Не умывшись, не сняв пропотевшей на колхозных токах одежды, он пошел в гараж, посадил Джима в машину и вырулил на улицу. Проезжая мимо своего дома, увидел свет в окне — забыл выключить, но останавливаться уже не хотел…
В этот, последний приезд в профессорский дом он лишь вечером, как-то случайно обратил внимание на обстановку — все те же полотна на стенах, бронза, старинная мебель, — и то увидел ее словно краем глаза, мимоходом. Вещи промелькнули, будто смутное воспоминание, будто лицо старого знакомого в толпе: ага, вы еще живы… А сама атмосфера в доме вновь чем-то напомнила смотрины. Опять было много народа, какие-то разговоры, беседы — о чем угодно, только не о том, что наверняка всех беспокоило. Здесь знали об их разрыве, похоже, много говорили об этом, пока не было Сергея, и вынесли решение, которое он получил в письме. Видно, поэтому и не замечали зятя, поскольку на «смотринах» он еще не был таковым, а сейчас уже не был. Вика целый день не слезала с рук, шептала на ухо стишки, рассказывала, как они с мамой катались на лодке, ходили в зоопарк, смеялась весело, но черные ее глазки оставались настороженными и даже печальными.

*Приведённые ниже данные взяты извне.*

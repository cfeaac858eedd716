//! Corpus building, canonical serialization, and validation.

use std::collections::BTreeMap;
use std::fs;
use std::path::Path;

use governance::{canonical_json_bytes, sha256_hex};
use tracing::info;
use unicode_normalization::UnicodeNormalization;

use crate::chunk::{estimate_tokens, split_paragraphs};
use crate::doc::{ChunkKind, CorpusManifest, RetrievalDoc, SourceKind, RETRIEVAL_SCHEMA_VERSION};
use crate::error::CorpusError;
use crate::snapshot::ValidatedSnapshot;

/// Canonical corpus file name.
pub const CORPUS_FILE: &str = "retrieval_corpus.jsonl";
pub const MANIFEST_FILE: &str = "manifest.json";
pub const CHECKSUMS_FILE: &str = "checksums.sha256";

/// Builder configuration. All fields are enumerated; there is no
/// keyword-bag escape hatch.
#[derive(Debug, Clone)]
pub struct CorpusConfig {
    /// Sections whose token estimate exceeds this are chunked.
    pub max_tokens: u32,
}

impl Default for CorpusConfig {
    fn default() -> Self {
        Self { max_tokens: 400 }
    }
}

/// An in-memory corpus: documents in canonical `doc_id` order plus the
/// manifest whose digest is bound to the canonical serialization.
#[derive(Debug, Clone)]
pub struct Corpus {
    pub docs: Vec<RetrievalDoc>,
    pub manifest: CorpusManifest,
}

impl Corpus {
    /// Canonical JSONL bytes: sorted keys, records sorted by `doc_id`,
    /// LF-only, trailing newline.
    pub fn canonical_bytes(&self) -> Result<Vec<u8>, CorpusError> {
        canonical_corpus_bytes(&self.docs)
    }

    pub fn doc_by_id(&self, doc_id: &str) -> Option<&RetrievalDoc> {
        self.docs
            .binary_search_by(|d| d.doc_id.as_str().cmp(doc_id))
            .ok()
            .map(|i| &self.docs[i])
    }
}

fn canonical_corpus_bytes(docs: &[RetrievalDoc]) -> Result<Vec<u8>, CorpusError> {
    let mut out = Vec::new();
    for doc in docs {
        out.extend_from_slice(&canonical_json_bytes(doc)?);
        out.push(b'\n');
    }
    Ok(out)
}

/// Build a corpus from a validated snapshot.
///
/// Deterministic by construction: records are keyed and emitted through a
/// `BTreeMap`, text is NFKC-normalized with a locale-free rule set, and the
/// chunker never consults anything but its inputs.
pub fn build_corpus(
    snapshot: &ValidatedSnapshot,
    cfg: &CorpusConfig,
) -> Result<Corpus, CorpusError> {
    let source_ref = snapshot.manifest.snapshot_id.clone();
    let mut docs: BTreeMap<String, RetrievalDoc> = BTreeMap::new();

    for record in &snapshot.records {
        let section_id = ident::normalize_section_id(&record.section_id)?;
        let text: String = record.text.nfkc().collect::<String>().trim().to_string();
        let tokens = estimate_tokens(&text);

        let parent = RetrievalDoc {
            schema_version: RETRIEVAL_SCHEMA_VERSION.to_string(),
            doc_id: section_id.clone(),
            section_id: section_id.clone(),
            text: text.clone(),
            chunk_kind: ChunkKind::Section,
            source: SourceKind::EcfrSnapshot,
            source_ref: source_ref.clone(),
            title: record.title.clone(),
            url: record.url.clone(),
            parent_id: None,
            ordinal: None,
            tokens_estimate: Some(tokens),
            hash: Some(sha256_hex(text.as_bytes())),
        };
        if docs.insert(section_id.clone(), parent).is_some() {
            return Err(CorpusError::DuplicateDocId(section_id));
        }

        if tokens > cfg.max_tokens {
            for (idx, chunk) in split_paragraphs(&text, cfg.max_tokens).into_iter().enumerate() {
                let ordinal = (idx + 1) as u32;
                let doc_id = format!("{section_id}#p{ordinal:04}");
                let child = RetrievalDoc {
                    schema_version: RETRIEVAL_SCHEMA_VERSION.to_string(),
                    doc_id: doc_id.clone(),
                    section_id: section_id.clone(),
                    tokens_estimate: Some(estimate_tokens(&chunk)),
                    hash: Some(sha256_hex(chunk.as_bytes())),
                    text: chunk,
                    chunk_kind: ChunkKind::Paragraph,
                    source: SourceKind::EcfrSnapshot,
                    source_ref: source_ref.clone(),
                    title: None,
                    url: None,
                    parent_id: Some(section_id.clone()),
                    ordinal: Some(ordinal),
                };
                if docs.insert(doc_id.clone(), child).is_some() {
                    return Err(CorpusError::DuplicateDocId(doc_id));
                }
            }
        }
    }

    let docs: Vec<RetrievalDoc> = docs.into_values().collect();
    let bytes = canonical_corpus_bytes(&docs)?;
    let corpus_digest = sha256_hex(&bytes);
    info!(
        source_ref = %source_ref,
        doc_count = docs.len(),
        corpus_digest = %corpus_digest,
        "corpus_built"
    );
    Ok(Corpus {
        manifest: CorpusManifest {
            schema_version: RETRIEVAL_SCHEMA_VERSION.to_string(),
            source_ref,
            doc_count: docs.len(),
            corpus_digest,
        },
        docs,
    })
}

/// Write the corpus, its manifest, and `checksums.sha256` into `dir`.
pub fn write_corpus(corpus: &Corpus, dir: &Path) -> Result<(), CorpusError> {
    fs::create_dir_all(dir).map_err(|e| CorpusError::io(dir, e))?;

    let corpus_bytes = corpus.canonical_bytes()?;
    let corpus_path = dir.join(CORPUS_FILE);
    fs::write(&corpus_path, &corpus_bytes).map_err(|e| CorpusError::io(&corpus_path, e))?;

    let mut manifest_bytes = canonical_json_bytes(&corpus.manifest)?;
    manifest_bytes.push(b'\n');
    let manifest_path = dir.join(MANIFEST_FILE);
    fs::write(&manifest_path, &manifest_bytes).map_err(|e| CorpusError::io(&manifest_path, e))?;

    // sha256sum-compatible lines, sorted by file name.
    let checksums = format!(
        "{}  {}\n{}  {}\n",
        sha256_hex(&manifest_bytes),
        MANIFEST_FILE,
        sha256_hex(&corpus_bytes),
        CORPUS_FILE,
    );
    let checksums_path = dir.join(CHECKSUMS_FILE);
    fs::write(&checksums_path, checksums).map_err(|e| CorpusError::io(&checksums_path, e))?;
    Ok(())
}

/// Load a corpus directory back into memory. Unknown record fields are
/// ignored; validation is a separate, stricter pass.
pub fn load_corpus(dir: &Path) -> Result<Corpus, CorpusError> {
    let manifest_path = dir.join(MANIFEST_FILE);
    let manifest_bytes =
        fs::read(&manifest_path).map_err(|e| CorpusError::io(&manifest_path, e))?;
    let manifest: CorpusManifest = serde_json::from_slice(&manifest_bytes)?;

    let corpus_path = dir.join(CORPUS_FILE);
    let corpus_text =
        fs::read_to_string(&corpus_path).map_err(|e| CorpusError::io(&corpus_path, e))?;
    let mut docs = Vec::new();
    for line in corpus_text.lines() {
        if line.trim().is_empty() {
            continue;
        }
        docs.push(serde_json::from_str::<RetrievalDoc>(line)?);
    }
    Ok(Corpus { docs, manifest })
}

/// Validate a corpus directory against the canonical contract.
///
/// Checks: digest binding (manifest vs recomputed bytes vs checksum file),
/// record ordering and uniqueness, schema versions, non-empty text, parent
/// resolution, and byte-level canonicality of every line. With `strict`,
/// `paragraph` chunks must carry a resolvable `parent_id`.
pub fn validate_corpus(dir: &Path, strict: bool) -> Result<CorpusManifest, CorpusError> {
    let corpus = load_corpus(dir)?;
    let corpus_path = dir.join(CORPUS_FILE);
    let raw = fs::read(&corpus_path).map_err(|e| CorpusError::io(&corpus_path, e))?;

    let actual_digest = sha256_hex(&raw);
    if actual_digest != corpus.manifest.corpus_digest {
        return Err(CorpusError::DigestMismatch {
            expected: corpus.manifest.corpus_digest.clone(),
            actual: actual_digest,
        });
    }
    let canonical = corpus.canonical_bytes()?;
    if canonical != raw {
        return Err(CorpusError::InvalidCorpus(
            "stored bytes are not the canonical serialization".into(),
        ));
    }
    if corpus.manifest.doc_count != corpus.docs.len() {
        return Err(CorpusError::InvalidCorpus(format!(
            "manifest doc_count {} but file has {}",
            corpus.manifest.doc_count,
            corpus.docs.len()
        )));
    }

    let mut prev_id: Option<&str> = None;
    for doc in &corpus.docs {
        if doc.schema_version != RETRIEVAL_SCHEMA_VERSION {
            return Err(CorpusError::InvalidCorpus(format!(
                "doc {} has schema_version {:?}",
                doc.doc_id, doc.schema_version
            )));
        }
        if doc.text.trim().is_empty() {
            return Err(CorpusError::InvalidCorpus(format!(
                "doc {} has empty text",
                doc.doc_id
            )));
        }
        let normalized = ident::normalize_doc_id(&doc.doc_id)?;
        if normalized != doc.doc_id {
            return Err(CorpusError::InvalidCorpus(format!(
                "doc id {:?} is not canonical",
                doc.doc_id
            )));
        }
        if let Some(prev) = prev_id {
            match prev.cmp(doc.doc_id.as_str()) {
                std::cmp::Ordering::Less => {}
                std::cmp::Ordering::Equal => {
                    return Err(CorpusError::DuplicateDocId(doc.doc_id.clone()))
                }
                std::cmp::Ordering::Greater => {
                    return Err(CorpusError::InvalidCorpus(format!(
                        "doc {} out of order after {}",
                        doc.doc_id, prev
                    )))
                }
            }
        }
        prev_id = Some(doc.doc_id.as_str());

        if let Some(parent_id) = &doc.parent_id {
            if corpus.doc_by_id(parent_id).is_none() {
                return Err(CorpusError::InvalidCorpus(format!(
                    "doc {} parent {} unresolved",
                    doc.doc_id, parent_id
                )));
            }
        } else if strict && doc.chunk_kind == ChunkKind::Paragraph {
            return Err(CorpusError::InvalidCorpus(format!(
                "paragraph doc {} has no parent_id (strict)",
                doc.doc_id
            )));
        }
    }

    // The checksum file must agree with what is on disk.
    let checksums_path = dir.join(CHECKSUMS_FILE);
    let checksums =
        fs::read_to_string(&checksums_path).map_err(|e| CorpusError::io(&checksums_path, e))?;
    for line in checksums.lines() {
        let Some((digest, name)) = line.split_once("  ") else {
            return Err(CorpusError::InvalidCorpus(format!(
                "malformed checksum line {line:?}"
            )));
        };
        let file_path = dir.join(name);
        let bytes = fs::read(&file_path).map_err(|e| CorpusError::io(&file_path, e))?;
        let actual = sha256_hex(&bytes);
        if actual != digest {
            return Err(CorpusError::DigestMismatch {
                expected: digest.to_string(),
                actual,
            });
        }
    }

    Ok(corpus.manifest)
}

— Давай уедем к дедушке в деревню, — заговорщицки шептал Сергей. — Поселимся там в своих комнатах и будем жить. А летом поедем на пасеку.
Эта мысль у него появилась еще по дороге в Новосибирск. За дорогу много приходило шальных мыслей. Взять Вику, будто бы для того, чтобы погулять на улице, посадить в машину и увезти. И пусть Ирма потом побегает. Или напиться и разогнать всех в доме. Если не разогнать, то спросить наконец, кто есть кто в этом обществе и с какой стати, какое имеет право решать их судьбу. Потом все это показалось глупостью, кроме одного — увезти Вику. Но Вика не соглашалась ехать вдвоем, просила взять маму с собой, дедушку с бабушкой, какую-то тетю Ларису и дядю Диму. И он бы уговорил, потому что Вика постепенно сокращала компанию до одной мамы, однако им мешали. В зале, где они сидели и шептались, словно предчувствуя заговор, время от времени кто-нибудь появлялся. Чаще всего совсем немощный уже дед в безрукавке, который вынимал из шкафа сапожную лапу, смотрел на нее слезящимися глазами, прятал назад, и выпивший Дима — двоюродный племянник тестя. Наконец пришла Ирма, взяла Вику за руку и увела ужинать.
В этот момент Сергей включил верхний свет и заметил картины. Тесть так и не выставил свои сокровища в картинной галерее, говорил, что оказались ужасными условия в залах, где должны вывесить полотна, что там грязно, давно не крашено, а человек должен идти на выставку, как на праздник. С картин на Сергея смотрели печальные глаза безвестных барынь, написанных рукой безвестных художников. В суровых глазах мужских портретов и даже в детских, на акварелях, тоже хранилась какая-то печаль. Это чувство было заложено и в городских пейзажах Поленова, и в морской зыби кисти Айвазовского. Сергей смотрел не долго, но успел напиться этой печалью, и неизвестные люди, изображенные на полотнах, стали будто родными: в их лицах светились знакомые черты матери, отца, братьев…
— Смотришь? Ну, смотри, смотри, — Дима похлопал его по плечу. — Слушай, старина, пошли выпьем?
— Пошли! — неожиданно для себя согласился Сергей.
Они заперлись на ключ в дальней комнате, где когда-то после смотрин ночевал Сергей. Дима достал из-за дивана початую бутылку, выставил из шкафа рюмки.
— А за что выпьем? — спросил Сергей. — Давай за них? За бронзу?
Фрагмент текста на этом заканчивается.